Notice of Proposed FERC Rulemaking: Coordination of the Scheduling Processes of Interstate Natural Gas Pipelines and Public Utilities

By Katrina Olsen, and Katherine Vorhis

On March 20, 2014, the Federal Energy Regulatory Commission (FERC) issued a Notice of Proposed Rulemaking (Proposed Rule) that, if adopted, will effectively require interstate natural gas pipelines to change their scheduling practices to better align with the needs of electricity markets, as well as to offer greater flexibility to all shippers on interstate pipelines.  The Proposed Rule aims to address coordination challenges associated with increased reliance on gas-fired electric generation.   The Proposed Rule is based upon comments filed in Docket No. AD12-12-000 and discussions arising from technical conferences that focused on coordination between natural gas and electric scheduling practices.
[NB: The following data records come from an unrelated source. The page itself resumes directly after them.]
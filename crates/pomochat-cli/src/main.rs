//! pomochat terminal client.
//!
//! # Usage
//!
//! ```bash
//! # Chat with bob on the local endpoint
//! pomochat --user alice --peer bob
//!
//! # Another endpoint, verbose logs on stderr
//! pomochat --endpoint ws://chat.example:8000/chat --user alice --log-level debug
//! ```

use std::time::Duration;

use clap::Parser;
use pomochat_app::{Runtime, RuntimeConfig, SessionConfig};
use pomochat_cli::AppConfig;
use pomochat_client::{SystemEnv, transport::WsTransport};
use pomochat_core::config::DEFAULT_ENDPOINT;
use tokio::io::BufReader;
use tracing_subscriber::{EnvFilter, fmt, layer::SubscriberExt, util::SubscriberInitExt};

/// pomochat terminal client
#[derive(Parser, Debug)]
#[command(name = "pomochat")]
#[command(about = "Two-party real-time chat over WebSocket")]
#[command(version)]
struct Args {
    /// Chat endpoint (ws:// or wss://)
    #[arg(short, long, default_value = DEFAULT_ENDPOINT)]
    endpoint: String,

    /// Your user id
    #[arg(short, long)]
    user: String,

    /// User id to open a conversation with on startup
    #[arg(short, long)]
    peer: Option<String>,

    /// Log level (trace, debug, info, warn, error)
    #[arg(long, default_value = "info")]
    log_level: String,

    /// Seconds an error stays on screen before it is cleared
    #[arg(long, default_value = "5")]
    error_ttl_secs: u64,
}

#[tokio::main]
async fn main() -> Result<(), Box<dyn std::error::Error>> {
    let args = Args::parse();
    let filter =
        EnvFilter::try_from_default_env().unwrap_or_else(|_| EnvFilter::new(&args.log_level));

    tracing_subscriber::registry()
        .with(fmt::layer().with_writer(std::io::stderr))
        .with(filter)
        .init();

    let session_config = SessionConfig::new(&args.endpoint)?;
    tracing::info!(endpoint = %session_config.endpoint(), user = %args.user, "pomochat starting");

    let (runtime, handle) =
        Runtime::new(WsTransport, SystemEnv, session_config, RuntimeConfig::default());
    let runtime = tokio::spawn(runtime.run());

    let config = AppConfig {
        user: args.user,
        peer: args.peer,
        error_ttl: Duration::from_secs(args.error_ttl_secs),
    };
    pomochat_cli::run(handle, config, BufReader::new(tokio::io::stdin()), std::io::stdout())
        .await?;

    runtime.await?;
    Ok(())
}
In the Proposed Rule and two contemporaneous orders, FERC proposed three main areas of revision to the natural gas scheduling system:

1)      Moving the start of the natural gas operating day from 9:00 am Central Clock Time (CCT) to 4:00 am CCT, to ensure that gas-fired generators can maintain gas supplies during the morning electric ramp periods;

2)      Moving the first day-ahead gas nomination opportunity (Timely Nomination Cycle) for pipeline scheduling from 11:30 am CCT to 1:00 pm CCT, to allow electric utilities to finalize their scheduling before gas-fired generators make purchase arrangements and submit nomination requests to the pipelines;

3)      Modifying the intraday nomination timeline to include four intraday nomination cycles, instead of the current two, to provide greater flexibility to pipeline shippers.  The cycles would occur at 8:00 am CCT, 10:30 am CCT, 4:00 pm CCT, and 7:00 pm CCT.  Note that bumping, under the proposed rules, would not be permitted during the final cycle.

In addition to the above revisions, FERC also clarifies its position on bumping, taking the stance that, under the revised intraday nomination timelines set forth in the Proposed Rule, “pipelines offering enhanced nomination services should be permitted to bump interruptible shippers at least until the time when the bumping notice under the newly proposed Intra-Day 3 schedule is provided.”  Lastly, if adopted, the Proposed Rule would require pipelines to offer multi-party transportation contracts, whereby multiple shippers can share interstate natural gas pipeline capacity under a single service agreement.  Some pipelines currently offer this option, but the Proposed Rule would require all pipelines to do so.

The electric and natural gas industries, through the North American Energy Standards Board (NAESB), have 180 days after the Proposed Rule’s publication in the Federal Register in which to reach a consensus on revisions to the Proposed Rule.  Regardless of whether or not NAESB is able to reach consensus on any revisions to the Commission’s proposals, comments are to be filed within 240 days after publication of the Proposed Rule.